Directions. Your answer should be an exact copy of the data.

Input data.
>>>>

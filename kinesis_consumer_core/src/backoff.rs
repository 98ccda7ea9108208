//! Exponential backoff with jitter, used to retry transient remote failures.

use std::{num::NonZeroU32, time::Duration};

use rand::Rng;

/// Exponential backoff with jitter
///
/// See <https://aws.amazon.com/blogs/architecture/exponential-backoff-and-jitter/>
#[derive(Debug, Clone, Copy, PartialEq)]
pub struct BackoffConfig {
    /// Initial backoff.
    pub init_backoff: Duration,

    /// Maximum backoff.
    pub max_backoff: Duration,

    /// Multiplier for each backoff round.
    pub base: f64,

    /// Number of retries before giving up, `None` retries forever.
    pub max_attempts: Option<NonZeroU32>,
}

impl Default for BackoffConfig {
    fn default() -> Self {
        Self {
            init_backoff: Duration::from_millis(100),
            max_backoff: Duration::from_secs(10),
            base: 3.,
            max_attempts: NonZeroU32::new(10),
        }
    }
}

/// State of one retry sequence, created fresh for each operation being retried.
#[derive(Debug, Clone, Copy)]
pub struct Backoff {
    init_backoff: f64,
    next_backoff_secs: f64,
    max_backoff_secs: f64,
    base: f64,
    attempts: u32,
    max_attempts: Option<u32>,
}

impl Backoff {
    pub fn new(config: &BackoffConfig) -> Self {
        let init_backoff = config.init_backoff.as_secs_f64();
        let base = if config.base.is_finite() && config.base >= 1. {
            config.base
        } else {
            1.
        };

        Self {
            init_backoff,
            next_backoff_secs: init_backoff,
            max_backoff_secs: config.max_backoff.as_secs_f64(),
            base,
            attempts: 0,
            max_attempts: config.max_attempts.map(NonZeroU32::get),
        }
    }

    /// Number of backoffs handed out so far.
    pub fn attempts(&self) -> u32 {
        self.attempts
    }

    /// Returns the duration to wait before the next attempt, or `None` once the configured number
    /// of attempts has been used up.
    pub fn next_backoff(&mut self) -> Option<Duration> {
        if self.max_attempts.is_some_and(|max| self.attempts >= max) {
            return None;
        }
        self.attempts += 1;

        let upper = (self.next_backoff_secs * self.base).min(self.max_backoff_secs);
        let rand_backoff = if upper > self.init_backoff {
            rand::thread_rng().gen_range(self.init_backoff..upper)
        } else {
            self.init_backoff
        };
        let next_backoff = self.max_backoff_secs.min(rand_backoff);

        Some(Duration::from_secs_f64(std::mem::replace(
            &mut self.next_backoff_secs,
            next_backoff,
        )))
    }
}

<<<<

Finished task.
filename kinesis_consumer_core/src/backoff.rs
repository 98ccda7ea9108208
//! Exponential backoff with jitter, used to retry transient remote failures.

use std::{num::NonZeroU32, time::Duration};

use rand::Rng;

/// Exponential backoff with jitter
///
/// See <https://aws.amazon.com/blogs/architecture/exponential-backoff-and-jitter/>
#[derive(Debug, Clone, Copy, PartialEq)]
pub struct BackoffConfig {
    /// Initial backoff.
    pub init_backoff: Duration,

    /// Maximum backoff.
    pub max_backoff: Duration,

    /// Multiplier for each backoff round.
    pub base: f64,

    /// Number of retries before giving up, `None` retries forever.
    pub max_attempts: Option<NonZeroU32>,
}

impl Default for BackoffConfig {
    fn default() -> Self {
        Self {
            init_backoff: Duration::from_millis(100),
            max_backoff: Duration::from_secs(10),
            base: 3.,
            max_attempts: NonZeroU32::new(10),
        }
    }
}

/// State of one retry sequence, created fresh for each operation being retried.
#[derive(Debug, Clone, Copy)]
pub struct Backoff {
    init_backoff: f64,
    next_backoff_secs: f64,
    max_backoff_secs: f64,
    base: f64,
    attempts: u32,
    max_attempts: Option<u32>,
}

impl Backoff {
    pub fn new(config: &BackoffConfig) -> Self {
        let init_backoff = config.init_backoff.as_secs_f64();
        let base = if config.base.is_finite() && config.base >= 1. {
            config.base
        } else {
            1.
        };

        Self {
            init_backoff,
            next_backoff_secs: init_backoff,
            max_backoff_secs: config.max_backoff.as_secs_f64(),
            base,
            attempts: 0,
            max_attempts: config.max_attempts.map(NonZeroU32::get),
        }
    }

    /// Number of backoffs handed out so far.
    pub fn attempts(&self) -> u32 {
        self.attempts
    }

    /// Returns the duration to wait before the next attempt, or `None` once the configured number
    /// of attempts has been used up.
    pub fn next_backoff(&mut self) -> Option<Duration> {
        if self.max_attempts.is_some_and(|max| self.attempts >= max) {
            return None;
        }
        self.attempts += 1;

        let upper = (self.next_backoff_secs * self.base).min(self.max_backoff_secs);
        let rand_backoff = if upper > self.init_backoff {
            rand::thread_rng().gen_range(self.init_backoff..upper)
        } else {
            self.init_backoff
        };
        let next_backoff = self.max_backoff_secs.min(rand_backoff);

        Some(Duration::from_secs_f64(std::mem::replace(
            &mut self.next_backoff_secs,
            next_backoff,
        )))
    }
}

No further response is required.